100%|██████████| 75/75 [00:46<00:00,  1.62it/s]


In [44]:
# We get the labels predicted
results_labels = np.array([r['labels'][0] for r in results])

# We get the accuracy
accuracy = (np.array(results_labels)==np.array(Y_splitted)).sum()/len(results_labels)*100

# Print results
print('Accuracy is : ', round(accuracy, 2), '%')

Accuracy is :  13.33 %


In [41]:
# With french labels
results = []
for x in tqdm(X):
    results.append(classifier_distilC(sequences = x, candidate_labels=labels_french,))
    #print(results[-1]['labels'][0], ' , real = ', y)

100%|██████████| 75/75 [00:47<00:00,  1.59it/s]


In [42]:
# We get the labels predicted
results_labels = np.array([french_to_english_label_map[r['labels'][0]] for r in results])

# We get the accuracy
accuracy = (np.array(results_labels)==np.array(Y_splitted)).sum()/len(results_labels)*100

# Print results
print('Accuracy is : ', round(accuracy, 2), '%')

Accuracy is :  17.33 %


We can see that this classification method don't offer good results (random guess is 11.11%). Let's try another one.

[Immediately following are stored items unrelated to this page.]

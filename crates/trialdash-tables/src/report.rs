//! Assembly of the full weekly report.
//!
//! Every sheet is built independently: a builder that fails leaves a
//! placeholder sheet and a [`TableFailure`] behind, and the rest of the
//! report is unaffected.

use serde::Serialize;
use tracing::{debug, info, warn};

use trialdash_model::{
    DisplayDictionary, EnrollmentCurve, EventRecord, ReportTable, ReportWindow, SiteActivation,
    SubjectRecord,
};

use crate::adverse::{adverse_event_listing, adverse_events_by_center};
use crate::common::SiteKey;
use crate::consent::consent_summary;
use crate::demographics::{DemographicField, age_summary, demographic_rollup};
use crate::deviations::{deviation_listing, deviations_by_center};
use crate::enrollment::{enrollment_curve, enrollment_table};
use crate::error::Result;
use crate::screening::{decline_comments, decline_reasons, screening_funnel};
use crate::status::{rescinded_split, study_status};

/// Prefix of the placeholder header left by a failed builder.
pub const BUILD_ERROR_PREFIX: &str = "Error building table";

/// The fixed, ordered sheet list of the report.
#[derive(Debug, Clone, Copy, PartialEq, Eq, Hash, Serialize)]
#[serde(rename_all = "snake_case")]
pub enum SheetId {
    Screening,
    DeclineReasons,
    DeclineComments,
    Consent,
    StudyStatus,
    RescindedPreSurgery,
    RescindedPostSurgery,
    Deviations,
    DeviationListing,
    AdverseEvents,
    AdverseEventListing,
    Sex,
    Race,
    Ethnicity,
    Age,
    Enrollment,
}

impl SheetId {
    pub const ALL: [SheetId; 16] = [
        Self::Screening,
        Self::DeclineReasons,
        Self::DeclineComments,
        Self::Consent,
        Self::StudyStatus,
        Self::RescindedPreSurgery,
        Self::RescindedPostSurgery,
        Self::Deviations,
        Self::DeviationListing,
        Self::AdverseEvents,
        Self::AdverseEventListing,
        Self::Sex,
        Self::Race,
        Self::Ethnicity,
        Self::Age,
        Self::Enrollment,
    ];

    pub const fn id(self) -> &'static str {
        match self {
            Self::Screening => "screening",
            Self::DeclineReasons => "decline_reasons",
            Self::DeclineComments => "decline_comments",
            Self::Consent => "consent",
            Self::StudyStatus => "study_status",
            Self::RescindedPreSurgery => "rescinded_pre_surgery",
            Self::RescindedPostSurgery => "rescinded_post_surgery",
            Self::Deviations => "deviations",
            Self::DeviationListing => "deviation_listing",
            Self::AdverseEvents => "adverse_events",
            Self::AdverseEventListing => "adverse_event_listing",
            Self::Sex => "sex",
            Self::Race => "race",
            Self::Ethnicity => "ethnicity",
            Self::Age => "age",
            Self::Enrollment => "enrollment",
        }
    }

    /// Export sheet name; at most 31 characters.
    pub const fn sheet_name(self) -> &'static str {
        match self {
            Self::Screening => "Screening",
            Self::DeclineReasons => "Decline Reasons",
            Self::DeclineComments => "Decline Comments",
            Self::Consent => "Consent",
            Self::StudyStatus => "Study Status",
            Self::RescindedPreSurgery => "Rescinded Consent",
            Self::RescindedPostSurgery => "Early Termination",
            Self::Deviations => "Deviations",
            Self::DeviationListing => "Deviation Descriptions",
            Self::AdverseEvents => "Adverse Events",
            Self::AdverseEventListing => "Adverse Event Descriptions",
            Self::Sex => "Gender",
            Self::Race => "Race",
            Self::Ethnicity => "Ethnicity",
            Self::Age => "Age",
            Self::Enrollment => "Enrollment",
        }
    }

    pub const fn title(self) -> &'static str {
        match self {
            Self::Screening => "Table 1. Number of Subjects Screened",
            Self::DeclineReasons => "Table 2.a. Reasons for declining by Site",
            Self::DeclineComments => "Table 2.b. Reasons for declining 'Additional Comments'",
            Self::Consent => "Table 3. Number of Subjects Consented",
            Self::StudyStatus => "Table 4. Ongoing Study Status",
            Self::RescindedPreSurgery => "Table 5. Rescinded Consent",
            Self::RescindedPostSurgery => "Table 6. Early Study Termination Listing",
            Self::Deviations => "Table 7.a. Protocol Deviations",
            Self::DeviationListing => "Table 7.b. Description of Protocol Deviations",
            Self::AdverseEvents => "Table 8.a. Adverse Events",
            Self::AdverseEventListing => "Table 8.b. Description of Adverse Events",
            Self::Sex => "Table 9.a. Demographic Characteristics: Gender",
            Self::Race => "Table 9.b. Demographic Characteristics: Race",
            Self::Ethnicity => "Table 9.c. Demographic Characteristics: Ethnicity",
            Self::Age => "Table 9.d. Demographic Characteristics: Age",
            Self::Enrollment => "Enrollment: Actual vs. Expected",
        }
    }

    pub fn from_id(id: &str) -> Option<Self> {
        Self::ALL.into_iter().find(|sheet| sheet.id() == id)
    }
}

/// Everything the builders read, loaded once per report.
#[derive(Debug, Clone, Copy)]
pub struct ReportInputs<'a> {
    pub subjects: &'a [SubjectRecord],
    pub events: &'a [EventRecord],
    pub dictionary: &'a DisplayDictionary,
    pub activation: &'a [SiteActivation],
    /// Row set of the per-center tables.
    pub centers: &'a [String],
    /// Site the screening tables group by.
    pub screening_key: SiteKey,
}

#[derive(Debug, Clone, PartialEq, Serialize)]
pub struct Sheet {
    pub id: SheetId,
    pub name: &'static str,
    pub table: ReportTable,
}

/// A sheet whose builder returned an error.
#[derive(Debug, Clone, PartialEq, Eq, Serialize)]
pub struct TableFailure {
    pub id: SheetId,
    pub reason: String,
}

#[derive(Debug, Clone, PartialEq, Serialize)]
pub struct Report {
    pub window: ReportWindow,
    pub date_message: String,
    pub range_message: String,
    pub sheets: Vec<Sheet>,
    pub curve: EnrollmentCurve,
    pub failures: Vec<TableFailure>,
}

impl Report {
    pub fn sheet(&self, id: SheetId) -> Option<&Sheet> {
        self.sheets.iter().find(|sheet| sheet.id == id)
    }

    pub fn table(&self, id: SheetId) -> Option<&ReportTable> {
        self.sheet(id).map(|sheet| &sheet.table)
    }
}

/// Builds every sheet of the report, in [`SheetId::ALL`] order.
pub fn build_report(inputs: &ReportInputs<'_>, window: &ReportWindow) -> Report {
    let mut curve = None;
    let mut sheets = Vec::with_capacity(SheetId::ALL.len());
    let mut failures = Vec::new();
    for id in SheetId::ALL {
        let table = match build_sheet(id, inputs, window, &mut curve) {
            Ok(table) => {
                debug!(table = id.id(), rows = table.rows.len(), "table built");
                table
            }
            Err(err) => {
                let reason = err.to_string();
                warn!(table = id.id(), %reason, "table builder failed");
                let placeholder =
                    ReportTable::placeholder(id.title(), format!("{BUILD_ERROR_PREFIX}: {reason}"));
                failures.push(TableFailure { id, reason });
                placeholder
            }
        };
        sheets.push(Sheet {
            id,
            name: id.sheet_name(),
            table,
        });
    }

    info!(
        sheets = sheets.len(),
        failures = failures.len(),
        "report assembled"
    );
    Report {
        window: *window,
        date_message: window.date_message(),
        range_message: window.range_message(),
        sheets,
        curve: curve.unwrap_or_default(),
        failures,
    }
}

fn build_sheet(
    id: SheetId,
    inputs: &ReportInputs<'_>,
    window: &ReportWindow,
    curve: &mut Option<EnrollmentCurve>,
) -> Result<ReportTable> {
    let ReportInputs {
        subjects,
        events,
        dictionary,
        activation,
        centers,
        screening_key,
    } = *inputs;
    let title = id.title();
    match id {
        SheetId::Screening => screening_funnel(title, subjects, screening_key),
        SheetId::DeclineReasons => decline_reasons(title, subjects, dictionary, screening_key),
        SheetId::DeclineComments => decline_comments(title, subjects, window, screening_key),
        SheetId::Consent => consent_summary(title, subjects, window),
        SheetId::StudyStatus => study_status(title, subjects, centers, window),
        SheetId::RescindedPreSurgery | SheetId::RescindedPostSurgery => {
            let (pre, post) = rescinded_split(
                SheetId::RescindedPreSurgery.title(),
                SheetId::RescindedPostSurgery.title(),
                subjects,
            )?;
            Ok(if id == SheetId::RescindedPreSurgery { pre } else { post })
        }
        SheetId::Deviations => deviations_by_center(title, subjects, events, centers, dictionary),
        SheetId::DeviationListing => deviation_listing(title, events, window),
        SheetId::AdverseEvents => {
            adverse_events_by_center(title, subjects, events, centers, dictionary)
        }
        SheetId::AdverseEventListing => adverse_event_listing(title, events, window),
        SheetId::Sex => demographic_rollup(title, subjects, dictionary, DemographicField::Sex),
        SheetId::Race => demographic_rollup(title, subjects, dictionary, DemographicField::Race),
        SheetId::Ethnicity => {
            demographic_rollup(title, subjects, dictionary, DemographicField::Ethnicity)
        }
        SheetId::Age => age_summary(title, subjects),
        SheetId::Enrollment => {
            let built = enrollment_curve(subjects, activation)?;
            let table = enrollment_table(title, &built)?;
            *curve = Some(built);
            Ok(table)
        }
    }
}

#[cfg(test)]
mod tests {
    use super::*;

    #[test]
    fn sheet_names_fit_spreadsheet_limit() {
        for sheet in SheetId::ALL {
            assert!(sheet.sheet_name().chars().count() <= 31, "{}", sheet.sheet_name());
            assert_eq!(SheetId::from_id(sheet.id()), Some(sheet));
        }
    }

    #[test]
    fn sheet_ids_serialize_as_snake_case() {
        let json = serde_json::to_string(&SheetId::AdverseEventListing).unwrap();
        assert_eq!(json, "\"adverse_event_listing\"");
    }
}
//! Export of an assembled report.
//!
//! [`write_workbook`] writes one CSV per sheet plus `manifest.json`;
//! [`report_to_json`] produces the payload a presentation layer renders
//! (column specs, row records keyed by column id, long-form enrollment).

pub mod error;
pub mod json;
pub mod workbook;

pub use error::{OutputError, Result};
pub use json::{
    ColumnPayload, ReportPayload, TablePayload, cell_value, report_payload, report_to_json,
    table_payload,
};
pub use workbook::{
    MANIFEST_FILE, Manifest, ManifestSheet, WorkbookOutput, sheet_file_name, write_sheet_csv,
    write_workbook,
};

### 2. Sentence similarity (Our best method found yet)



In [None]:
# Load the model
model = SentenceTransformer('sentence-transformers/LaBSE')

In [None]:
#model.save('model_saved')

In [None]:
#model_bis = SentenceTransformer('model_saved')

In [None]:
# Start counting to get check if the model is fast
start_s = time.time()

# Get the embeddings
X_embedded = model.encode(X)

In [None]:
# Compte results
# Here -np.inf for i==j since it is the same sentence
results = [
    [util.pytorch_cos_sim(x1, x2).numpy()[0,0] if i!=j else -np.inf for j, x2 in enumerate(X_embedded)]
    for i, x1 in enumerate(X_embedded)
    ]

In [None]:
# We get the index of the most similar sentence from our train dataset, for each input
indexes = [np.argmax(r) for r in results]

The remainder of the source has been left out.